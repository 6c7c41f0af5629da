//! Transformers (C5): pure, side-effect-free functions from a raw envelope to
//! normalized row sets. Nothing in this module touches the network or the
//! database — every function here is a plain `Value -> Vec<Row>` mapping,
//! which is what makes them straightforward to unit test without fixtures
//! needing a live Postgres/Redis.

pub mod countries;
pub mod fixtures;
pub mod injuries;
pub mod json_utc;
pub mod leagues;
pub mod standings;
pub mod team_statistics;
pub mod teams;
pub mod timezones;
pub mod top_scorers;
pub mod venues;

use sha1::{Digest, Sha1};

/// Hashes a pipe-joined, lowercased/trimmed field list. Shared by the
/// `fixture_events.event_key` and `injuries.injury_key` content hashes; a
/// missing field contributes an empty segment rather than shifting the join.
pub fn content_hash(fields: &[Option<&str>]) -> String {
    let joined = fields
        .iter()
        .map(|f| f.unwrap_or("").trim().to_lowercase())
        .collect::<Vec<_>>()
        .join("|");
    let mut hasher = Sha1::new();
    hasher.update(joined.as_bytes());
    let digest = hasher.finalize();
    digest.iter().map(|b| format!("{b:02x}")).collect()
}

#[cfg(test)]
mod tests {
    use super::*;

    #[test]
    fn content_hash_is_deterministic() {
        let a = content_hash(&[Some("1234"), Some("10"), None, Some("Goal")]);
        let b = content_hash(&[Some("1234"), Some("10"), None, Some("Goal")]);
        assert_eq!(a, b);
    }

    #[test]
    fn content_hash_is_case_and_whitespace_insensitive() {
        let a = content_hash(&[Some(" Goal "), Some("Team A")]);
        let b = content_hash(&[Some("goal"), Some("team a")]);
        assert_eq!(a, b);
    }

    #[test]
    fn content_hash_differs_when_ordinal_differs() {
        let a = content_hash(&[Some("1234"), Some("0")]);
        let b = content_hash(&[Some("1234"), Some("1")]);
        assert_ne!(a, b);
    }
}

.....

[Your objective]
Everything in the listing needs to appear again exactly.

[Completed exercise]
repository 6c7c41f0af5629da
//! Transformers (C5): pure, side-effect-free functions from a raw envelope to
//! normalized row sets. Nothing in this module touches the network or the
//! database — every function here is a plain `Value -> Vec<Row>` mapping,
//! which is what makes them straightforward to unit test without fixtures
//! needing a live Postgres/Redis.

pub mod countries;
pub mod fixtures;
pub mod injuries;
pub mod json_utc;
pub mod leagues;
pub mod standings;
pub mod team_statistics;
pub mod teams;
pub mod timezones;
pub mod top_scorers;
pub mod venues;

use sha1::{Digest, Sha1};

/// Hashes a pipe-joined, lowercased/trimmed field list. Shared by the
/// `fixture_events.event_key` and `injuries.injury_key` content hashes; a
/// missing field contributes an empty segment rather than shifting the join.
pub fn content_hash(fields: &[Option<&str>]) -> String {
    let joined = fields
        .iter()
        .map(|f| f.unwrap_or("").trim().to_lowercase())
        .collect::<Vec<_>>()
        .join("|");
    let mut hasher = Sha1::new();
    hasher.update(joined.as_bytes());
    let digest = hasher.finalize();
    digest.iter().map(|b| format!("{b:02x}")).collect()
}

#[cfg(test)]
mod tests {
    use super::*;

    #[test]
    fn content_hash_is_deterministic() {
        let a = content_hash(&[Some("1234"), Some("10"), None, Some("Goal")]);
        let b = content_hash(&[Some("1234"), Some("10"), None, Some("Goal")]);
        assert_eq!(a, b);
    }

    #[test]
    fn content_hash_is_case_and_whitespace_insensitive() {
        let a = content_hash(&[Some(" Goal "), Some("Team A")]);
        let b = content_hash(&[Some("goal"), Some("team a")]);
        assert_eq!(a, b);
    }

    #[test]
    fn content_hash_differs_when_ordinal_differs() {
        let a = content_hash(&[Some("1234"), Some("0")]);
        let b = content_hash(&[Some("1234"), Some("1")]);
        assert_ne!(a, b);
    }
}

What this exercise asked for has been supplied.